Q: Would Sleeping "Enough" Slow Down a Mixed or Manic Episode?
Dr. Phelps,
I know we have already been in contact, but I really want to know (and maybe
there's not enough research, but I figured the question might help others too)
about this:
The question is, if someone is in the throes of either mixed mania or a manic
episode, and they haven't been sleeping enough for weeks, so as to start the
kindling process, how long would it take for them to slow it down merely by
sleeping "enough", and what would be "enough"? Would it be a few days at 12
hours a day (i.e. like the dark therapy) as your report on psycheducation.org
suggests, or if that wasn't possible, or the subject wasn't willing to try that,
or would getting 8 hours for say, a couple of weeks be "enough" or would it just
simply not work altogether because they need the extended time at one sitting?
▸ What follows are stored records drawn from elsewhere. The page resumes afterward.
//! Command-line interface definition for Aspri
//!
//! This module defines the CLI structure using clap's derive API,
//! providing commands for tasks, the assistant, formalisation and backups.

use crate::formalize::FormalizationStyle;
use crate::locale::Language;
use crate::sync::{SearchField, ViewFilter};
use clap::{Parser, Subcommand, ValueEnum};
use std::path::PathBuf;

/// Aspri - offline-first to-do list with an AI assistant
///
/// Manage tasks against the task service, falling back to the local cache
/// when it cannot be reached.
#[derive(Parser, Debug, Clone)]
#[command(name = "aspri")]
#[command(version, about, long_about = None)]
pub struct Cli {
    /// Path to configuration file
    #[arg(short, long, default_value = "config/config.yaml")]
    pub config: Option<String>,

    /// Enable verbose logging
    #[arg(short, long)]
    pub verbose: bool,

    /// Path to the local storage database
    #[arg(long)]
    pub storage_path: Option<String>,

    /// Base URL of the task service (e.g. http://localhost:5000/api)
    #[arg(long)]
    pub api_url: Option<String>,

    /// Command to execute
    #[command(subcommand)]
    pub command: Commands,
}

/// Task list to show
#[derive(ValueEnum, Debug, Clone, Copy, PartialEq, Eq)]
pub enum ViewArg {
    All,
    Today,
    Tomorrow,
    Upcoming,
    Completed,
    Search,
    Category,
}

/// Task field to search in
#[derive(ValueEnum, Debug, Clone, Copy, PartialEq, Eq)]
pub enum SearchFieldArg {
    All,
    Title,
    Description,
    Category,
}

impl From<SearchFieldArg> for SearchField {
    fn from(arg: SearchFieldArg) -> Self {
        match arg {
            SearchFieldArg::All => SearchField::All,
            SearchFieldArg::Title => SearchField::Title,
            SearchFieldArg::Description => SearchField::Description,
            SearchFieldArg::Category => SearchField::Category,
        }
    }
}

/// Build the view filter for `aspri tasks`
///
/// `--query` alone implies a search and `--category` alone implies a
/// category view.
pub fn view_filter(
    view: ViewArg,
    query: Option<String>,
    field: SearchFieldArg,
    category: Option<String>,
) -> crate::error::Result<ViewFilter> {
    let filter = match (view, query, category) {
        (ViewArg::Search, query, _) | (ViewArg::All, query @ Some(_), None) => ViewFilter::Search {
            query: query.unwrap_or_default(),
            field: field.into(),
        },
        (ViewArg::Category, _, Some(label)) | (ViewArg::All, None, Some(label)) => {
            ViewFilter::Category(label)
        }
        (ViewArg::Category, _, None) => {
            return Err(crate::error::AspriError::InvalidInput(
                "--category is required for the category view".to_string(),
            )
            .into())
        }
        (ViewArg::All, Some(_), Some(_)) => {
            return Err(crate::error::AspriError::InvalidInput(
                "Use --view search or --view category to combine --query and --category"
                    .to_string(),
            )
            .into())
        }
        (ViewArg::All, None, None) => ViewFilter::All,
        (ViewArg::Today, _, _) => ViewFilter::Today,
        (ViewArg::Tomorrow, _, _) => ViewFilter::Tomorrow,
        (ViewArg::Upcoming, _, _) => ViewFilter::Upcoming,
        (ViewArg::Completed, _, _) => ViewFilter::Completed,
    };
    Ok(filter)
}

/// Available commands for Aspri
#[derive(Subcommand, Debug, Clone)]
pub enum Commands {
    /// List tasks
    Tasks {
        /// Which tasks to show
        #[arg(long, value_enum, default_value_t = ViewArg::All)]
        view: ViewArg,

        /// Search text
        #[arg(short, long)]
        query: Option<String>,

        /// Field to search in
        #[arg(long, value_enum, default_value_t = SearchFieldArg::All)]
        field: SearchFieldArg,

        /// Category label (any language)
        #[arg(long)]
        category: Option<String>,
    },

    /// Add a task
    Add {
        /// Task title
        title: String,

        /// Longer description
        #[arg(short, long)]
        description: Option<String>,

        /// Due date (YYYY-MM-DD or RFC 3339)
        #[arg(long)]
        due: Option<String>,

        /// Category label
        #[arg(short, long)]
        category: Option<String>,

        /// Priority (High, Medium, Low)
        #[arg(short, long)]
        priority: Option<String>,
    },

    /// Mark a task completed
    Done {
        /// Task id
        id: i64,
    },

    /// Mark a task not completed
    Undo {
        /// Task id
        id: i64,
    },

    /// Delete a task (negative ids remove archived conversations)
    Rm {
        /// Task id
        #[arg(allow_negative_numbers = true)]
        id: i64,
    },

    /// Ask the assistant one question
    Ask {
        /// Question text
        message: String,

        /// Override the provider (gemini, openai, claude, deepseek)
        #[arg(short, long)]
        provider: Option<String>,

        /// Override the model
        #[arg(short, long)]
        model: Option<String>,

        /// API key to use and remember
        #[arg(long)]
        api_key: Option<String>,
    },

    /// Start an interactive conversation with the assistant
    Chat {
        /// Override the provider (gemini, openai, claude, deepseek)
        #[arg(short, long)]
        provider: Option<String>,

        /// Override the model
        #[arg(short, long)]
        model: Option<String>,

        /// API key to use and remember
        #[arg(long)]
        api_key: Option<String>,
    },

    /// Rewrite text in a more formal register
    Formalize {
        /// Text to rewrite
        text: String,

        /// Target style (professional, technical, formal)
        #[arg(short, long, default_value = "professional")]
        style: FormalizationStyle,

        /// Output language (en, id, ja); defaults to the configured language
        #[arg(short, long)]
        language: Option<Language>,

        /// Personal Gemini API key to save
        #[arg(long)]
        api_key: Option<String>,
    },

    /// Manage local data backups
    Backup {
        /// Backup subcommand
        #[command(subcommand)]
        command: BackupCommand,
    },

    /// Manage the assistant conversation
    History {
        /// History subcommand
        #[command(subcommand)]
        command: HistoryCommand,
    },
}

/// Backup subcommands
#[derive(Subcommand, Debug, Clone)]
pub enum BackupCommand {
    /// Take a backup now
    Create,

    /// List stored backups
    List,

    /// Restore a stored backup (current data is backed up first)
    Restore {
        /// Backup name as shown by `backup list`
        name: String,
    },

    /// Write all data as JSON
    Export {
        /// Output file; stdout when omitted
        #[arg(short, long)]
        output: Option<PathBuf>,
    },

    /// Load data from an exported JSON file
    Import {
        /// File produced by `backup export`
        file: PathBuf,
    },

    /// Show storage usage
    Stats,

    /// Delete all data except name and language (a backup is taken first)
    Clear {
        /// Skip the confirmation
        #[arg(long)]
        yes: bool,
    },
}

/// Conversation history subcommands
#[derive(Subcommand, Debug, Clone)]
pub enum HistoryCommand {
    /// Show the current conversation
    List,

    /// Delete the current conversation
    Clear,

    /// Move the current conversation to the completed list
    Archive {
        /// Title for the archived conversation
        title: String,

        /// Category label
        #[arg(short, long)]
        category: Option<String>,
    },

    /// Show archived conversations
    Archived,
}

impl Cli {
    /// Parse command line arguments
    pub fn parse_args() -> Self {
        Self::parse()
    }
}

#[cfg(test)]
mod tests {
    use super::*;

    #[test]
    fn test_cli_parse_tasks_defaults() {
        let cli = Cli::try_parse_from(["aspri", "tasks"]).unwrap();
        assert_eq!(cli.config, Some("config/config.yaml".to_string()));
        assert!(!cli.verbose);
        if let Commands::Tasks {
            view,
            query,
            field,
            category,
        } = cli.command
        {
            assert_eq!(view, ViewArg::All);
            assert_eq!(query, None);
            assert_eq!(field, SearchFieldArg::All);
            assert_eq!(category, None);
        } else {
            panic!("Expected Tasks command");
        }
    }

    #[test]
    fn test_cli_parse_global_overrides() {
        let cli = Cli::try_parse_from([
            "aspri",
            "--storage-path",
            "/tmp/a.db",
            "--api-url",
            "http://localhost:9999/api",
            "-v",
            "tasks",
            "--view",
            "today",
        ])
        .unwrap();
        assert!(cli.verbose);
        assert_eq!(cli.storage_path.as_deref(), Some("/tmp/a.db"));
        assert_eq!(cli.api_url.as_deref(), Some("http://localhost:9999/api"));
    }

    #[test]
    fn test_cli_parse_add() {
        let cli = Cli::try_parse_from([
            "aspri",
            "add",
            "Buy milk",
            "--due",
            "2024-03-10",
            "--category",
            "Pribadi",
            "--priority",
            "High",
        ])
        .unwrap();
        if let Commands::Add {
            title,
            description,
            due,
            category,
            priority,
        } = cli.command
        {
            assert_eq!(title, "Buy milk");
            assert_eq!(description, None);
            assert_eq!(due.as_deref(), Some("2024-03-10"));
            assert_eq!(category.as_deref(), Some("Pribadi"));
            assert_eq!(priority.as_deref(), Some("High"));
        } else {
            panic!("Expected Add command");
        }
    }

    #[test]
    fn test_cli_parse_rm_negative_id() {
        let cli = Cli::try_parse_from(["aspri", "rm", "-1001"]).unwrap();
        assert!(matches!(cli.command, Commands::Rm { id: -1001 }));
    }

    #[test]
    fn test_cli_parse_formalize() {
        let cli = Cli::try_parse_from([
            "aspri",
            "formalize",
            "hai bos",
            "--style",
            "technical",
            "--language",
            "id",
        ])
        .unwrap();
        if let Commands::Formalize {
            text,
            style,
            language,
            api_key,
        } = cli.command
        {
            assert_eq!(text, "hai bos");
            assert_eq!(style, FormalizationStyle::Technical);
            assert_eq!(language, Some(Language::Id));
            assert_eq!(api_key, None);
        } else {
            panic!("Expected Formalize command");
        }
    }

    #[test]
    fn test_cli_parse_formalize_rejects_unknown_style() {
        assert!(Cli::try_parse_from(["aspri", "formalize", "x", "--style", "casual"]).is_err());
    }

    #[test]
    fn test_cli_parse_backup_restore() {
        let cli = Cli::try_parse_from(["aspri", "backup", "restore", "backup_1"]).unwrap();
        if let Commands::Backup {
            command: BackupCommand::Restore { name },
        } = cli.command
        {
            assert_eq!(name, "backup_1");
        } else {
            panic!("Expected Backup Restore command");
        }
    }

    #[test]
    fn test_cli_parse_history_archive() {
        let cli =
            Cli::try_parse_from(["aspri", "history", "archive", "Trip ideas", "-c", "Personal"])
                .unwrap();
        if let Commands::History {
            command: HistoryCommand::Archive { title, category },
        } = cli.command
        {
            assert_eq!(title, "Trip ideas");
            assert_eq!(category.as_deref(), Some("Personal"));
        } else {
            panic!("Expected History Archive command");
        }
    }

    #[test]
    fn test_view_filter_inference() {
        assert_eq!(
            view_filter(ViewArg::All, None, SearchFieldArg::All, None).unwrap(),
            ViewFilter::All
        );
        assert_eq!(
            view_filter(ViewArg::All, Some("milk".into()), SearchFieldArg::Title, None).unwrap(),
            ViewFilter::Search {
                query: "milk".to_string(),
                field: SearchField::Title
            }
        );
        assert_eq!(
            view_filter(ViewArg::All, None, SearchFieldArg::All, Some("Kerja".into())).unwrap(),
            ViewFilter::Category("Kerja".to_string())
        );
        assert!(view_filter(ViewArg::Category, None, SearchFieldArg::All, None).is_err());
        assert_eq!(
            view_filter(ViewArg::Upcoming, None, SearchFieldArg::All, None).unwrap(),
            ViewFilter::Upcoming
        );
    }
}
The reason I ask is my husband has been wearing his yellow glasses for 1 1/2
weeks but the mania does not seem to be subsiding much--he is still irritable
and charged up at night. In fact, he has gone back on a low dose of the
antipsychotic as a last-ditch effort. That too, helps him sleep, but doesn't
seem to quell the mania because the dose isn't high enough. The glasses,
however, are working in terms of what they promised because when he puts them
on, he is asleep within 1/2 hour--he can't do that without medication usually.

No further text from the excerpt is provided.